Ben voilà, un soir comme ça, on apprend qu'on a une double nationalité. Certes on aurait pu le déduire depuis longtemps puisque ma mère est née au Canada, mais c'est ce soir que nous l'avons conscientisé, dans la famille ça prend en général beaucoup de temps. Les valises, toujours les valises qui ralentissent l'intellect, ben oui faut faire avec. Sauf que là du coup, dans ma tête tout va très vite, c'est vrai apprendre à trente ans qu'on a une double nationalité, ça élargit forcément le champ des possibles, ça remet un peu de points de suspensions à la vie, ça explique sans doute ce goût de l'aventure, ça rassure sur soi. Ok, on ne vas pas s'emballer hein? mais c'est vrai qu'on se demande pourquoi aujourd'hui? comment?
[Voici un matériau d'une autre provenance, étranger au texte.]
// SPDX-License-Identifier: PMPL-1.0-or-later
// Copyright (c) 2026 Jonathan D.A. Jewell (hyperpolymath) <jonathan.jewell@open.ac.uk>
//
// Score validation — structural checks on the engine's MusicXML output.

use std::collections::HashSet;
use std::path::Path;

use roxmltree::{Document, Node, ParsingOptions};
use serde::Serialize;
use staffscan_core::error::Result;
use tracing::{debug, instrument};

/// Decides whether a score file is well-formed and structurally valid.
pub trait ScoreValidator: Send + Sync {
    /// Inspect the file at `path`.
    ///
    /// `Err` only when the file cannot be read at all; structural problems
    /// are reported through the returned [`ValidationReport`].
    fn validate(&self, path: &Path) -> Result<ValidationReport>;
}

/// Outcome of a single structural check.
#[derive(Debug, Clone, PartialEq, Eq, Serialize)]
pub struct ValidationCheck {
    pub name: &'static str,
    pub passed: bool,
    #[serde(skip_serializing_if = "Option::is_none")]
    pub detail: Option<String>,
}

impl ValidationCheck {
    fn pass(name: &'static str) -> Self {
        Self {
            name,
            passed: true,
            detail: None,
        }
    }

    fn fail(name: &'static str, detail: impl Into<String>) -> Self {
        Self {
            name,
            passed: false,
            detail: Some(detail.into()),
        }
    }

    fn from_problem(name: &'static str, problem: Option<String>) -> Self {
        match problem {
            None => Self::pass(name),
            Some(detail) => Self::fail(name, detail),
        }
    }
}

/// Every check run against one score file.
#[derive(Debug, Clone, Default, PartialEq, Eq, Serialize)]
pub struct ValidationReport {
    checks: Vec<ValidationCheck>,
}

impl ValidationReport {
    pub fn new() -> Self {
        Self::default()
    }

    pub fn push(&mut self, check: ValidationCheck) {
        self.checks.push(check);
    }

    pub fn checks(&self) -> &[ValidationCheck] {
        &self.checks
    }

    /// True only when at least one check ran and all of them passed.
    pub fn verdict(&self) -> bool {
        !self.checks.is_empty() && self.checks.iter().all(|c| c.passed)
    }

    pub fn failures(&self) -> impl Iterator<Item = &ValidationCheck> {
        self.checks.iter().filter(|c| !c.passed)
    }

    /// One-line description of what failed, for error messages.
    pub fn summary(&self) -> String {
        if self.checks.is_empty() {
            return "no checks were run".into();
        }
        let failed: Vec<String> = self
            .failures()
            .map(|c| match &c.detail {
                Some(detail) => format!("{}: {detail}", c.name),
                None => c.name.to_owned(),
            })
            .collect();
        if failed.is_empty() {
            format!("all {} checks passed", self.checks.len())
        } else {
            failed.join("; ")
        }
    }
}

/// Validates uncompressed MusicXML (partwise or timewise).
///
/// Compressed `.mxl` containers are not unpacked and fail the
/// well-formedness check.
#[derive(Debug, Clone, Copy, Default)]
pub struct MusicXmlValidator;

impl MusicXmlValidator {
    pub fn new() -> Self {
        Self
    }

    /// Run all checks on an in-memory document.
    pub fn check_str(&self, xml: &str) -> ValidationReport {
        let mut report = ValidationReport::new();

        // MusicXML files routinely carry a DOCTYPE; roxmltree rejects it
        // unless told otherwise.
        let mut options = ParsingOptions::default();
        options.allow_dtd = true;

        let doc = match Document::parse_with_options(xml.trim_start_matches('\u{feff}'), options)
        {
            Ok(doc) => doc,
            Err(err) => {
                report.push(ValidationCheck::fail("well_formed", err.to_string()));
                return report;
            }
        };
        report.push(ValidationCheck::pass("well_formed"));

        let root = doc.root_element();
        let root_name = root.tag_name().name();
        if !matches!(root_name, "score-partwise" | "score-timewise") {
            report.push(ValidationCheck::fail(
                "root_element",
                format!("unexpected root element <{root_name}>"),
            ));
            return report;
        }
        report.push(ValidationCheck::pass("root_element"));

        let declared = declared_part_ids(root);
        report.push(ValidationCheck::from_problem(
            "part_list",
            declared
                .is_empty()
                .then(|| "no <score-part> with an id in <part-list>".to_owned()),
        ));
        report.push(ValidationCheck::from_problem(
            "parts_match",
            undeclared_parts(root, &declared),
        ));

        report.push(ValidationCheck::from_problem("measures", missing_measures(root)));
        report.push(ValidationCheck::from_problem("notes", first_bad_note(root)));

        debug!(parts = declared.len(), "MusicXML structure inspected");
        report
    }
}

impl ScoreValidator for MusicXmlValidator {
    #[instrument(skip(self), fields(path = %path.display()))]
    fn validate(&self, path: &Path) -> Result<ValidationReport> {
        let bytes = std::fs::read(path)?;
        let report = match std::str::from_utf8(&bytes) {
            Ok(xml) => self.check_str(xml),
            Err(err) => {
                let mut report = ValidationReport::new();
                report.push(ValidationCheck::fail(
                    "well_formed",
                    format!("not UTF-8 text: {err}"),
                ));
                report
            }
        };
        debug!(verdict = report.verdict(), "validation finished");
        Ok(report)
    }
}

fn elements<'a, 'input: 'a>(
    root: Node<'a, 'input>,
    name: &'static str,
) -> impl Iterator<Item = Node<'a, 'input>> {
    root.descendants()
        .filter(move |node| node.is_element() && node.has_tag_name(name))
}

fn declared_part_ids<'a>(root: Node<'a, '_>) -> Vec<&'a str> {
    root.children()
        .find(|node| node.has_tag_name("part-list"))
        .map(|list| {
            list.children()
                .filter(|node| node.has_tag_name("score-part"))
                .filter_map(|node| node.attribute("id"))
                .filter(|id| !id.trim().is_empty())
                .collect()
        })
        .unwrap_or_default()
}

fn undeclared_parts(root: Node<'_, '_>, declared: &[&str]) -> Option<String> {
    let present: HashSet<&str> = elements(root, "part")
        .filter_map(|node| node.attribute("id"))
        .collect();
    let missing: Vec<&str> = declared
        .iter()
        .copied()
        .filter(|id| !present.contains(id))
        .collect();
    (!missing.is_empty()).then(|| format!("declared parts without content: {}", missing.join(", ")))
}

/// Partwise scores nest measures in parts; timewise scores nest parts in
/// measures, so only the overall count applies there.
fn missing_measures(root: Node<'_, '_>) -> Option<String> {
    if elements(root, "measure").next().is_none() {
        return Some("score contains no <measure>".to_owned());
    }
    root.children()
        .filter(|node| node.is_element() && node.has_tag_name("part"))
        .find(|part| !part.children().any(|node| node.has_tag_name("measure")))
        .map(|part| {
            format!(
                "part {} has no <measure>",
                part.attribute("id").unwrap_or("<unnamed>")
            )
        })
}

fn first_bad_note(root: Node<'_, '_>) -> Option<String> {
    for (index, note) in elements(root, "note").enumerate() {
        let has_child = |name: &str| note.children().any(|node| node.has_tag_name(name));

        if !(has_child("pitch") || has_child("rest") || has_child("unpitched")) {
            return Some(format!("note {} has no pitch, rest or unpitched", index + 1));
        }
        if has_child("grace") {
            continue;
        }
        let duration = note
            .children()
            .find(|node| node.has_tag_name("duration"))
            .and_then(|node| node.text())
            .and_then(|text| text.trim().parse::<f64>().ok());
        match duration {
            Some(d) if d > 0.0 => {}
            _ => return Some(format!("note {} has no positive duration", index + 1)),
        }
    }
    None
}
Reste à trouver l'explication...

13 février 2008

:: Me and my black...phone ::

Bon, ce n'est pas une grande nouvelle hein? le pj il nous a bien bassiné(e)s avec son projet mais PJWhite on Blacktie a mis en place voilà quelques mois son opé Portraits Blacktie, ou pour ceux qui ne maîtrisent toujours pas l'anglais "Portraits en cravate noire"... Sauf que moi, l'anglais, je le comprends mais je n'ai toujours pas de cravate ! Alors j'avais repoussé l'idée de passer une soirée à me photographier, bien que j'adore ces instants d'ego surdimensionnés.
Et puis ce soir, oui ce soir, voilà que d'un coup d'un seul, mon regard s'est posé sur mon beau téléphone noir déniché au vide grenier de septembre et que l'idée me vînt en tête telle une nécessité : oui, ma cravate sera ce cordon noir parfait pour une mise en scène un brin rétro. Et quoi de plus vital avant de faire mon ménage, ranger mes papiers, préparer ma maison pour accueillir l'homme vendredi soir, réparer ma baignoire pour enfin pouvoir prendre une douche, me coucher tôt pour effacer ces vilaines cernes, trouver un panier pour emmener le chat chez le véto, que de passer deux heures à me tirer le portrait en black&white? Sauf que forcément, après l'étape shooting, il y a l'étape choosing et qu'en parfaite indécise, je ne sais pas choisir ! Alors si vous m'aidiez ?? comment je me la pète alors que seules 48 âmes égarées se sont perdues ces derniers jours dans mon no man's land

Détendez-vous, il n'y a rien à gagner du côté de chez PJ, du moins pas encore, mais j'ai trouvé cette petite série très sympa et surtout je me suis bien amusée alors j'avais envie de la partager sachant que j'ai quand même ma petite préférence.

'tain qu'est-ce que je ressemble à ma mère!!!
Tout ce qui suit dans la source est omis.